La région de l’Essequibo est un territoire qui fait actuellement officiellement partie de la Guyane, mais qui est revendiqué par le Venezuela. Ici comme ailleurs dans le monde en pareil cas, les timbres permettent de porter – cartes géographiques à l’appui – le message et de clamer son point de vue.

Cette région, d’une superficie de 159 500 km2, est délimitée grosso modo par la rivière Cuyuni à l’ouest et la rivière Essequibo à l’est.

Propagande 6. Venezuela-Guyane1 Carte géographique du Venezuela avec la région contestée en rose

La Guyane, qui ne doute pas un instant que cette région fait partie de son territoire, a subdivisé la région en six provinces. Mais au Venezuela, le doute n’est également pas permis : il s’agit simplement de la province vénézuélienne Guayana Esequiba. Cependant, pour ne pas heurter l’opinion internationale, les documents officiels vénézuéliens mentionnent “Zona en Reclamación” 1.

La Guyane est découverte en 1498, mais les premiers établissements européens sont l’œuvre de Hollandais, qui s’y installent à partir de 1616. La souveraineté hollandaise sur la région est formellement reconnue en 1648, par le traité de Münster.

L’administration de la Guyane incombe à la “Nederlandse West-Indische Compagnie” (Compagnie hollandaise des Indes occidentales), qui appelle le territoire Essequibo, d’après le cours d’eau le plus important de la région. Deux nouvelles colonies voisines sont fondées plus tard : Berbice en 1627 et Demerara en 1741.

Les colons hollandais y développent d’importantes plantations, mais doivent de plus en plus faire appel, pour leur main-d’œuvre, à des esclaves noirs importés d’Afrique.

À partir de 1746, les autorités hollandaises acceptent l’entrée de colons anglais, mais dès 1760, le nombre d’Anglais dépasse celui des Hollandais, et ces Anglais, bien qu’arrivés les derniers, cherchent à imposer leur contrôle sur la région. Les Hollandais parviennent encore à résister, avec l’aide de leurs alliés français, mais la Révolution française, suivie des guerres napoléoniennes, va tout changer.

Propagande 6. Venezuela-Guyane2 Guyane britannique, 1931, 100e anniversaire de la fusion
de Berbice, Essequibo et Demerara en Guyane britannique

L’occupation des Pays-Bas par la France à partir de 1795 est pour les Britanniques le prétexte idéal pour occuper en 1796 les colonies hollandaises de la Guyane.

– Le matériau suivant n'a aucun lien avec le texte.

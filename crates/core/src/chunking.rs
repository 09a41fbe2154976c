use crate::error::ChunkingError;
use crate::models::{Chunk, ChunkingConfig, Document};

impl ChunkingConfig {
    pub fn validate(&self) -> Result<(), ChunkingError> {
        if self.chunk_size == 0 {
            return Err(ChunkingError::InvalidConfig(
                "chunk_size must be positive".to_string(),
            ));
        }
        if self.chunk_overlap >= self.chunk_size {
            return Err(ChunkingError::InvalidConfig(format!(
                "chunk_overlap {} must be smaller than chunk_size {}",
                self.chunk_overlap, self.chunk_size
            )));
        }
        Ok(())
    }

    pub fn step(&self) -> usize {
        self.chunk_size - self.chunk_overlap
    }
}

pub fn split_documents(
    documents: &[Document],
    config: ChunkingConfig,
) -> Result<Vec<Chunk>, ChunkingError> {
    config.validate()?;

    let mut chunks = Vec::new();
    for document in documents {
        for (start_index, content) in split_text(&document.content, config) {
            chunks.push(Chunk {
                content,
                metadata: document.metadata.clone(),
                start_index,
            });
        }
    }

    Ok(chunks)
}

/// Split `text` into overlapping windows of at most `chunk_size` characters.
///
/// Windows are cut from the whitespace-collapsed text (see
/// [`collapse_whitespace`]), so a long blank stretch cannot swallow a whole
/// window. Returns `(char offset in text, trimmed window)` pairs. `config`
/// must be valid.
pub fn split_text(text: &str, config: ChunkingConfig) -> Vec<(usize, String)> {
    let collapsed = collapse_whitespace(text);
    let chars: Vec<char> = collapsed.iter().map(|&(_, c)| c).collect();
    let len = chars.len();
    let step = config.step();

    let mut windows = Vec::new();
    let mut start = 0;

    while start < len {
        let hard_end = (start + config.chunk_size).min(len);
        let end = if hard_end == len {
            len
        } else {
            let floor = start + (config.chunk_size / 2).max(config.chunk_overlap + 1);
            find_break(&chars, floor, hard_end).unwrap_or(hard_end)
        };

        let content_end = match trimmed_window(&chars, start, end) {
            Some((offset, content)) => {
                let content_end = offset + content.chars().count();
                windows.push((collapsed[offset].0, content));
                content_end
            }
            None => end,
        };

        start = if end == len {
            start + step
        } else {
            next_start(&chars, start, end, content_end, config)
        };
    }

    windows
}

/// Every whitespace run becomes a single space, or `"\n\n"` when the run
/// holds a paragraph break; leading and trailing whitespace is dropped.
/// Each kept character carries its char offset in `text`.
///
/// Text already passed through `normalize` comes back unchanged.
pub fn collapse_whitespace(text: &str) -> Vec<(usize, char)> {
    let mut kept = Vec::new();
    let mut run: Option<(usize, usize)> = None;

    for (offset, c) in text.chars().enumerate() {
        if c.is_whitespace() {
            let (_, newlines) = run.get_or_insert((offset, 0));
            if c == '\n' {
                *newlines += 1;
            }
            continue;
        }

        if let Some((origin, newlines)) = run.take() {
            if !kept.is_empty() {
                if newlines >= 2 {
                    kept.push((origin, '\n'));
                    kept.push((origin + 1, '\n'));
                } else {
                    kept.push((origin, ' '));
                }
            }
        }
        kept.push((offset, c));
    }

    kept
}

/// Latest boundary in `(floor, hard_end]` usable as an exclusive window end.
fn find_break(chars: &[char], floor: usize, hard_end: usize) -> Option<usize> {
    if floor >= hard_end {
        return None;
    }

    let paragraph = (floor..hard_end)
        .rev()
        .find(|&i| chars[i] == '\n' && i > 0 && chars[i - 1] == '\n');
    if let Some(i) = paragraph {
        return Some(i + 1);
    }

    let sentence = (floor..hard_end)
        .rev()
        .find(|&i| i > 0 && chars[i].is_whitespace() && matches!(chars[i - 1], '.' | '!' | '?'));
    if let Some(i) = sentence {
        return Some(i + 1);
    }

    (floor..hard_end)
        .rev()
        .find(|&i| chars[i].is_whitespace())
        .map(|i| i + 1)
}

/// Start of the window following `[start, end)`.
///
/// Backs off `chunk_overlap` characters from `end`, preferring a word start,
/// and never moves further than one step from `start`. The first visible
/// character of the next window must come before `content_end`, the end of
/// the trimmed current window.
fn next_start(
    chars: &[char],
    start: usize,
    end: usize,
    content_end: usize,
    config: ChunkingConfig,
) -> usize {
    let limit = (start + config.step())
        .min(content_end.saturating_sub(1))
        .max(start + 1);
    let nominal = end.saturating_sub(config.chunk_overlap).clamp(start + 1, limit);

    let at_word_start = chars[nominal - 1].is_whitespace().then_some(nominal);
    let word_start = (nominal..limit)
        .find(|&i| chars[i].is_whitespace())
        .map(|i| i + 1);

    [at_word_start, word_start, Some(nominal)]
        .into_iter()
        .flatten()
        .find(|&candidate| skip_whitespace(chars, candidate) < content_end)
        .unwrap_or(nominal)
}

fn skip_whitespace(chars: &[char], from: usize) -> usize {
    from + chars[from..].iter().take_while(|c| c.is_whitespace()).count()
}

fn trimmed_window(chars: &[char], start: usize, end: usize) -> Option<(usize, String)> {
    let leading = chars[start..end]
        .iter()
        .take_while(|c| c.is_whitespace())
        .count();
    let content: String = chars[start + leading..end].iter().collect();
    let content = content.trim_end().to_string();

    if content.is_empty() {
        None
    } else {
        Some((start + leading, content))
    }
}

#[cfg(test)]
mod tests {
    use super::*;
    use crate::models::Metadata;
    use serde_json::Value;

    fn config() -> ChunkingConfig {
        ChunkingConfig::default()
    }

    fn prose(sentences: usize) -> String {
        (0..sentences)
            .map(|i| {
                let sentence = format!("Sentence number {i} describes a clinical finding in detail.");
                if i % 6 == 5 {
                    format!("{sentence}\n\n")
                } else {
                    format!("{sentence} ")
                }
            })
            .collect::<String>()
            .trim()
            .to_string()
    }

    fn assert_window_invariants(text: &str, config: ChunkingConfig) {
        let len = text.chars().count();
        let windows = split_text(text, config);
        let minimum = len.div_ceil(config.step());

        assert!(
            windows.len() >= minimum,
            "{} chunks for length {len}, expected at least {minimum}",
            windows.len()
        );

        let mut previous_end: Option<usize> = None;
        for (start, content) in &windows {
            let size = content.chars().count();
            assert!(size <= config.chunk_size, "chunk of {size} chars");
            if let Some(end) = previous_end {
                assert!(*start < end, "chunk at {start} does not overlap previous end {end}");
            }
            previous_end = Some(start + size);
        }
    }

    #[test]
    fn invalid_configs_are_rejected() {
        let overlap_too_big = ChunkingConfig {
            chunk_size: 100,
            chunk_overlap: 100,
        };
        let zero = ChunkingConfig {
            chunk_size: 0,
            chunk_overlap: 0,
        };
        assert!(overlap_too_big.validate().is_err());
        assert!(zero.validate().is_err());
        assert!(config().validate().is_ok());
        assert!(split_documents(&[], overlap_too_big).is_err());
    }

    #[test]
    fn short_text_is_one_chunk() {
        let windows = split_text("Aspirin is a blood thinner.\n\nIt reduces clot risk.", config());
        assert_eq!(windows.len(), 1);
        assert_eq!(windows[0].0, 0);
        assert_eq!(windows[0].1, "Aspirin is a blood thinner.\n\nIt reduces clot risk.");
    }

    #[test]
    fn empty_text_has_no_chunks() {
        assert!(split_text("", config()).is_empty());
    }

    #[test]
    fn prose_respects_size_overlap_and_count() {
        for sentences in [1, 15, 16, 17, 40, 120] {
            assert_window_invariants(&prose(sentences), config());
        }
    }

    #[test]
    fn text_without_boundaries_falls_back_to_hard_cuts() {
        let text = "x".repeat(2_500);
        let windows = split_text(&text, config());

        assert_window_invariants(&text, config());
        assert_eq!(windows[0].1.chars().count(), 1_000);
        assert_eq!(windows[1].0, 800);
    }

    #[test]
    fn windows_prefer_paragraph_breaks() {
        let first = "a".repeat(700);
        let second = "b ".repeat(300);
        let text = format!("{first}\n\n{second}");
        let windows = split_text(&text, config());

        assert_eq!(windows[0].1, first);
        assert_window_invariants(&text, config());
    }

    #[test]
    fn multibyte_text_counts_characters() {
        let text = "é".repeat(1_500);
        let windows = split_text(&text, config());

        assert_window_invariants(&text, config());
        assert!(windows.iter().all(|(_, content)| content.chars().count() <= 1_000));
    }

    #[test]
    fn small_config_invariants_hold() {
        let small = ChunkingConfig {
            chunk_size: 40,
            chunk_overlap: 10,
        };
        assert_window_invariants(&prose(12), small);
        assert_window_invariants("one two three four five six seven eight nine ten eleven twelve", small);
    }

    fn collapsed(text: &str) -> String {
        collapse_whitespace(text).into_iter().map(|(_, c)| c).collect()
    }

    #[test]
    fn normalized_text_is_not_changed_by_collapsing() {
        let text = prose(20);
        assert_eq!(collapsed(&text), text);
    }

    #[test]
    fn whitespace_runs_collapse_with_original_offsets() {
        let kept = collapse_whitespace("  a \t\tb\n \n\tc \n");
        let text: String = kept.iter().map(|&(_, c)| c).collect();
        let offsets: Vec<usize> = kept.iter().map(|&(offset, _)| offset).collect();

        assert_eq!(text, "a b\n\nc");
        assert_eq!(offsets, vec![2, 3, 6, 7, 8, 11]);
    }

    #[test]
    fn blank_gap_longer_than_a_window_keeps_chunks_overlapping() {
        let gap = "\t".repeat(3_000);
        let text = format!("x{gap}y");
        let windows = split_text(&text, config());
        assert_eq!(windows, vec![(0, "x y".to_string())]);

        let padded = format!("{}{gap}{}", prose(30), prose(30));
        let flat = collapsed(&padded);
        assert_window_invariants(&flat, config());

        let windows = split_text(&padded, config());
        let flat_windows = split_text(&flat, config());
        assert_eq!(windows.len(), flat_windows.len());
        for ((raw_start, raw), (flat_start, flat)) in windows.iter().zip(&flat_windows) {
            assert_eq!(raw, flat);
            assert!(raw_start >= flat_start);
        }
        assert!(windows.last().is_some_and(|(start, _)| *start > 3_000));
    }

    #[test]
    fn metadata_is_copied_onto_every_chunk() -> Result<(), ChunkingError> {
        let mut metadata = Metadata::new();
        metadata.insert("source".to_string(), Value::from("data/cardio.pdf"));
        metadata.insert("page".to_string(), Value::from(4));
        let document = Document::new(prose(60), metadata.clone());

        let chunks = split_documents(&[document], config())?;

        assert!(chunks.len() > 1);
        assert!(chunks.iter().all(|chunk| chunk.metadata == metadata));
        assert_eq!(chunks[0].start_index, 0);
        assert!(chunks.windows(2).all(|pair| pair[0].start_index < pair[1].start_index));
        Ok(())
    }
}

Après un très bref retour des Hollandais en 1802, suite à une paix très éphémère entre la France et la Grande-Bretagne – un intermède de moins d’un an – les Anglais prennent définitivement le pouvoir en Guyane, et leur souveraineté sur la région est confirmée en 1814 par la convention de Londres. Les trois colonies hollandaises Essequibo, Berbice et Demerara deviennent des colonies britanniques, qui sont réunies en 1831 sous le nom de Guyane britannique 2.

Mais les événements se succèdent chez les voisins : au début du XIXe siècle, la rébellion éclate au Venezuela, qui est alors une possession espagnole.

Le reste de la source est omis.